WHAT THIS TASK INVOLVES
Copy out each line of the entries where the word "whether" is present.

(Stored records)
##########
//! Unified error type.

use std::io;

/// The error type returned by switchyard's fallible operations.
///
/// Application-level failures (404, 429, etc.) are expressed as HTTP
/// [`Response`](crate::Response) values, not as `Error`s. This type surfaces
/// infrastructure failures: a malformed route table, an unreadable config
/// file, binding to a port or accepting a connection.
#[derive(Debug, thiserror::Error)]
pub enum Error {
    #[error("io: {0}")]
    Io(#[from] io::Error),

    #[error("config: {0}")]
    Config(#[from] toml::de::Error),

    #[error("invalid path template `{template}`: {reason}")]
    InvalidPath { template: String, reason: &'static str },

    #[error("invalid method token `{0}`")]
    InvalidMethod(String),

    #[error("route `{method} {template}` is registered twice")]
    DuplicateRoute { method: String, template: String },

    #[error("route `{template}` conflicts with an existing route: {source}")]
    RouteConflict {
        template: String,
        #[source]
        source: matchit::InsertError,
    },
}

/// `Result` alias used across the crate.
pub type Result<T, E = Error> = std::result::Result<T, E>;
//! Handler trait and type erasure.
//!
//! Routes of different handler types live in one table, so every handler is
//! erased behind `Arc<dyn ErasedHandler>` when it is registered:
//!
//! ```text
//! async fn echo(req: Request) -> impl IntoResponse   ← user writes this
//!        ↓ router.post("/echo", echo)
//! echo.into_boxed_handler()                          ← Handler blanket impl
//!        ↓
//! Arc::new(FnHandler(echo))                          ← stored in the route
//!        ↓
//! handler.call(req)                                  ← one vtable dispatch
//!        ↓
//! Box::pin(async { echo(req).await.into_response() })
//! ```

use std::future::Future;
use std::pin::Pin;
use std::sync::Arc;

use crate::request::Request;
use crate::response::{IntoResponse, Response};

/// A heap-allocated, type-erased future that resolves to a [`Response`].
///
/// `Send` so connection tasks can be spawned on any tokio runtime flavour.
pub type BoxFuture = Pin<Box<dyn Future<Output = Response> + Send + 'static>>;

#[doc(hidden)]
pub trait ErasedHandler {
    fn call(&self, req: Request) -> BoxFuture;
}

/// A type-erased handler shared by every request dispatched to its route.
#[doc(hidden)]
pub type BoxedHandler = Arc<dyn ErasedHandler + Send + Sync + 'static>;

/// Implemented for every valid route handler.
///
/// Satisfied automatically by any `async fn` (or closure) of the shape:
///
/// ```text
/// async fn name(req: Request) -> impl IntoResponse
/// ```
///
/// Sealed: only the blanket impl below can satisfy it.
pub trait Handler: private::Sealed + Send + Sync + 'static {
    #[doc(hidden)]
    fn into_boxed_handler(self) -> BoxedHandler;
}

mod private {
    pub trait Sealed {}
}

impl<F, Fut, R> private::Sealed for F
where
    F: Fn(Request) -> Fut + Send + Sync + 'static,
    Fut: Future<Output = R> + Send + 'static,
    R: IntoResponse + Send + 'static,
{
}

impl<F, Fut, R> Handler for F
where
    F: Fn(Request) -> Fut + Send + Sync + 'static,
    Fut: Future<Output = R> + Send + 'static,
    R: IntoResponse + Send + 'static,
{
    fn into_boxed_handler(self) -> BoxedHandler {
        Arc::new(FnHandler(self))
    }
}

struct FnHandler<F>(F);

impl<F, Fut, R> ErasedHandler for FnHandler<F>
where
    F: Fn(Request) -> Fut + Send + Sync,
    Fut: Future<Output = R> + Send + 'static,
    R: IntoResponse + Send + 'static,
{
    fn call(&self, req: Request) -> BoxFuture {
        let fut = (self.0)(req);
        Box::pin(async move { fut.await.into_response() })
    }
}
//! Header-presence guard with a per-route policy.

use http::{HeaderName, HeaderValue, StatusCode};

use super::{Middleware, Next, Rejection};
use crate::handler::BoxFuture;
use crate::request::Request;
use crate::response::IntoResponse;

/// What a [`HeaderGuard`] does once it knows whether the header is present.
#[derive(Clone, Debug)]
pub enum Policy {
    /// Presence is a client error; answer with the rejection.
    Strict(Rejection),
    /// Never reject. Strip the header before the inner chain runs and report
    /// `true` / `false` in `outcome_header` on the way out.
    Report { outcome_header: HeaderName },
}

/// Checks whether one specific header is present on the request.
///
/// The predicate is the same for every instance; the [`Policy`] decides
/// whether a hit rejects the request or is merely reported. Putting a
/// reporting guard outside a strict guard for the same header lets the
/// request through, since the reporting guard removes the header first:
///
/// ```rust
/// use http::HeaderName;
/// use switchyard::middleware::HeaderGuard;
/// use switchyard::{Group, Request};
///
/// const UNSET: HeaderName = HeaderName::from_static("x-must-be-unset");
/// const WAS_SET: HeaderName = HeaderName::from_static("x-was-set");
///
/// let group = Group::new("/combined")
///     .layer(HeaderGuard::report(UNSET, WAS_SET))
///     .layer(HeaderGuard::strict(UNSET))
///     .post("/echo", |_req: Request| async { "ok" });
/// ```
#[derive(Clone, Debug)]
pub struct HeaderGuard {
    header: HeaderName,
    policy: Policy,
}

impl HeaderGuard {
    /// Rejects with `400 {"error": "Header must be unset"}` when present.
    pub fn strict(header: HeaderName) -> Self {
        let rejection = Rejection::error(StatusCode::BAD_REQUEST, "Header must be unset");
        Self { header, policy: Policy::Strict(rejection) }
    }

    pub fn report(header: HeaderName, outcome_header: HeaderName) -> Self {
        Self { header, policy: Policy::Report { outcome_header } }
    }

    pub fn with_policy(header: HeaderName, policy: Policy) -> Self {
        Self { header, policy }
    }

    pub fn policy(&self) -> &Policy {
        &self.policy
    }

    pub fn is_present(&self, req: &Request) -> bool {
        req.headers().contains_key(&self.header)
    }
}

impl Middleware for HeaderGuard {
    fn call(&self, mut req: Request, next: Next) -> BoxFuture {
        let present = self.is_present(&req);
        match &self.policy {
            Policy::Strict(rejection) => {
                if present {
                    tracing::debug!(header = %self.header, "rejecting request carrying forbidden header");
                    let response = rejection.clone().into_response();
                    return Box::pin(async move { response });
                }
                next.run(req)
            }
            Policy::Report { outcome_header } => {
                req.headers_mut().remove(&self.header);
                let outcome_header = outcome_header.clone();
                Box::pin(async move {
                    let mut res = next.run(req).await;
                    let outcome = HeaderValue::from_static(if present { "true" } else { "false" });
                    res.headers_mut().insert(outcome_header, outcome);
                    res
                })
            }
        }
    }
}
//! Server configuration, loaded from TOML.
//!
//! Every field has a default, so an empty file (or no file at all) is a
//! valid configuration:
//!
//! ```toml
//! bind = "0.0.0.0:8080"
//! name = "orders-api"
//! handler_timeout_ms = 5000   # 0 disables the timeout
//! max_body_bytes = 1048576
//! ```

use std::net::{Ipv4Addr, SocketAddr};
use std::path::Path;
use std::time::Duration;

use serde::Deserialize;

use crate::error::Error;

#[derive(Clone, Debug, Deserialize, PartialEq, Eq)]
pub struct ServerConfig {
    #[serde(default = "default_bind")]
    pub bind: SocketAddr,
    /// Shown in lifecycle logs.
    #[serde(default = "default_name")]
    pub name: String,
    #[serde(default = "default_handler_timeout_ms")]
    pub handler_timeout_ms: u64,
    /// Larger request bodies are answered with `413`.
    #[serde(default = "default_max_body_bytes")]
    pub max_body_bytes: usize,
}

fn default_bind() -> SocketAddr {
    SocketAddr::from((Ipv4Addr::LOCALHOST, 18989))
}
fn default_name() -> String {
    "switchyard".into()
}
fn default_handler_timeout_ms() -> u64 {
    30_000
}
fn default_max_body_bytes() -> usize {
    2 * 1024 * 1024
}

impl Default for ServerConfig {
    fn default() -> Self {
        Self {
            bind: default_bind(),
            name: default_name(),
            handler_timeout_ms: default_handler_timeout_ms(),
            max_body_bytes: default_max_body_bytes(),
        }
    }
}

impl ServerConfig {
    pub fn from_toml_str(contents: &str) -> Result<Self, Error> {
        Ok(toml::from_str(contents)?)
    }

    pub fn load(path: impl AsRef<Path>) -> Result<Self, Error> {
        let contents = std::fs::read_to_string(path)?;
        Self::from_toml_str(&contents)
    }

    /// `None` when `handler_timeout_ms` is zero.
    pub fn handler_timeout(&self) -> Option<Duration> {
        (self.handler_timeout_ms > 0).then(|| Duration::from_millis(self.handler_timeout_ms))
    }
}

#[cfg(test)]
mod tests {
    use super::*;

    #[test]
    fn empty_document_is_all_defaults() {
        let config = ServerConfig::from_toml_str("").unwrap();
        assert_eq!(config, ServerConfig::default());
        assert_eq!(config.bind.port(), 18989);
        assert_eq!(config.handler_timeout(), Some(Duration::from_secs(30)));
    }

    #[test]
    fn fields_override_defaults() {
        let config = ServerConfig::from_toml_str(
            r#"
            bind = "0.0.0.0:8080"
            name = "orders"
            handler_timeout_ms = 0
            "#,
        )
        .unwrap();
        assert_eq!(config.bind, "0.0.0.0:8080".parse().unwrap());
        assert_eq!(config.name, "orders");
        assert_eq!(config.handler_timeout(), None);
        assert_eq!(config.max_body_bytes, 2 * 1024 * 1024);
    }

    #[test]
    fn malformed_documents_are_config_errors() {
        let err = ServerConfig::from_toml_str("bind = \"not an address\"").unwrap_err();
        assert!(matches!(err, Error::Config(_)), "{err}");
        let err = ServerConfig::from_toml_str("handler_timeout_ms = \"soon\"").unwrap_err();
        assert!(matches!(err, Error::Config(_)), "{err}");
    }

    #[test]
    fn missing_file_is_an_io_error() {
        let err = ServerConfig::load("/definitely/not/here.toml").unwrap_err();
        assert!(matches!(err, Error::Io(_)), "{err}");
    }
}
##########
TASK ANSWER
/// What a [`HeaderGuard`] does once it knows whether the header is present.
/// Checks whether one specific header is present on the request.
/// whether a hit rejects the request or is merely reported. Putting a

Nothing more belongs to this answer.